### PROBLEM
The response should consist of the data reproduced word for word.

**** DATA RECORDS

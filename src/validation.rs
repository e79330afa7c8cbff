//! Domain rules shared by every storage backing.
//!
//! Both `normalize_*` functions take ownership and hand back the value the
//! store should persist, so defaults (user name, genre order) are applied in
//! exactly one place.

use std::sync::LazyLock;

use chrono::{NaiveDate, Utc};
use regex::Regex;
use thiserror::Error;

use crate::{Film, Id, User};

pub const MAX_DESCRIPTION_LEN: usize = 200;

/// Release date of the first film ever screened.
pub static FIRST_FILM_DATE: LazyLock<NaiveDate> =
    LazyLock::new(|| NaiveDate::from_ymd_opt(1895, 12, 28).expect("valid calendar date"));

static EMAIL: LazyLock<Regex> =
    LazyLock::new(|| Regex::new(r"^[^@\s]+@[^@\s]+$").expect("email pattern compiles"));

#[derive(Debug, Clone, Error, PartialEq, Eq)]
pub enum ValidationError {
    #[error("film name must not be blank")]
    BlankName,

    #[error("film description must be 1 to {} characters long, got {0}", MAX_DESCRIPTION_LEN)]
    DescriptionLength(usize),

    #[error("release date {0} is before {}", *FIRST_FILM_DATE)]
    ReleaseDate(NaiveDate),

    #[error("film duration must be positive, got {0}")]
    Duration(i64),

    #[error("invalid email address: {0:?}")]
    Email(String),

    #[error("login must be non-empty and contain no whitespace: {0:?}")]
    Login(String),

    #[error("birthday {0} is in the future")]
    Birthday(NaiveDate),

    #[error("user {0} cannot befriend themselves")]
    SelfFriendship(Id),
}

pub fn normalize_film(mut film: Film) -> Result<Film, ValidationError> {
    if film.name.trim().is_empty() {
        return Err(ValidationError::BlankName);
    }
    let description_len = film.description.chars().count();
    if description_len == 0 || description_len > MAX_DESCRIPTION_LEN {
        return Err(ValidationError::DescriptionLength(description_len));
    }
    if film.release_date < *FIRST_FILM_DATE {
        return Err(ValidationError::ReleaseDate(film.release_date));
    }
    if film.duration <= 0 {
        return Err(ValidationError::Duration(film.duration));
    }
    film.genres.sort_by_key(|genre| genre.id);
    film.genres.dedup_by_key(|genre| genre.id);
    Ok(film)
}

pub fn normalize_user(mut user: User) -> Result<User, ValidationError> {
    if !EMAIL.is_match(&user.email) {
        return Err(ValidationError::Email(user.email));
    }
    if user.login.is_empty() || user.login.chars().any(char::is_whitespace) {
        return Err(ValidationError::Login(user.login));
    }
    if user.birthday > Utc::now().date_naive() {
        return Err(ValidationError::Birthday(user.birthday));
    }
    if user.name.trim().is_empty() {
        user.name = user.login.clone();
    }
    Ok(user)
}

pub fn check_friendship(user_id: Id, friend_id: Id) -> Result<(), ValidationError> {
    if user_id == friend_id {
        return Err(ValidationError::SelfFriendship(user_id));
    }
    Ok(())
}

********

### TASK OUTPUT
filename src/validation.rs
repository e79330afa7c8cbff
//! Domain rules shared by every storage backing.
//!
//! Both `normalize_*` functions take ownership and hand back the value the
//! store should persist, so defaults (user name, genre order) are applied in
//! exactly one place.

use std::sync::LazyLock;

use chrono::{NaiveDate, Utc};
use regex::Regex;
use thiserror::Error;

use crate::{Film, Id, User};

pub const MAX_DESCRIPTION_LEN: usize = 200;

/// Release date of the first film ever screened.
pub static FIRST_FILM_DATE: LazyLock<NaiveDate> =
    LazyLock::new(|| NaiveDate::from_ymd_opt(1895, 12, 28).expect("valid calendar date"));

static EMAIL: LazyLock<Regex> =
    LazyLock::new(|| Regex::new(r"^[^@\s]+@[^@\s]+$").expect("email pattern compiles"));

#[derive(Debug, Clone, Error, PartialEq, Eq)]
pub enum ValidationError {
    #[error("film name must not be blank")]
    BlankName,

    #[error("film description must be 1 to {} characters long, got {0}", MAX_DESCRIPTION_LEN)]
    DescriptionLength(usize),

    #[error("release date {0} is before {}", *FIRST_FILM_DATE)]
    ReleaseDate(NaiveDate),

    #[error("film duration must be positive, got {0}")]
    Duration(i64),

    #[error("invalid email address: {0:?}")]
    Email(String),

    #[error("login must be non-empty and contain no whitespace: {0:?}")]
    Login(String),

    #[error("birthday {0} is in the future")]
    Birthday(NaiveDate),

    #[error("user {0} cannot befriend themselves")]
    SelfFriendship(Id),
}

pub fn normalize_film(mut film: Film) -> Result<Film, ValidationError> {
    if film.name.trim().is_empty() {
        return Err(ValidationError::BlankName);
    }
    let description_len = film.description.chars().count();
    if description_len == 0 || description_len > MAX_DESCRIPTION_LEN {
        return Err(ValidationError::DescriptionLength(description_len));
    }
    if film.release_date < *FIRST_FILM_DATE {
        return Err(ValidationError::ReleaseDate(film.release_date));
    }
    if film.duration <= 0 {
        return Err(ValidationError::Duration(film.duration));
    }
    film.genres.sort_by_key(|genre| genre.id);
    film.genres.dedup_by_key(|genre| genre.id);
    Ok(film)
}

pub fn normalize_user(mut user: User) -> Result<User, ValidationError> {
    if !EMAIL.is_match(&user.email) {
        return Err(ValidationError::Email(user.email));
    }
    if user.login.is_empty() || user.login.chars().any(char::is_whitespace) {
        return Err(ValidationError::Login(user.login));
    }
    if user.birthday > Utc::now().date_naive() {
        return Err(ValidationError::Birthday(user.birthday));
    }
    if user.name.trim().is_empty() {
        user.name = user.login.clone();
    }
    Ok(user)
}

pub fn check_friendship(user_id: Id, friend_id: Id) -> Result<(), ValidationError> {
    if user_id == friend_id {
        return Err(ValidationError::SelfFriendship(user_id));
    }
    Ok(())
}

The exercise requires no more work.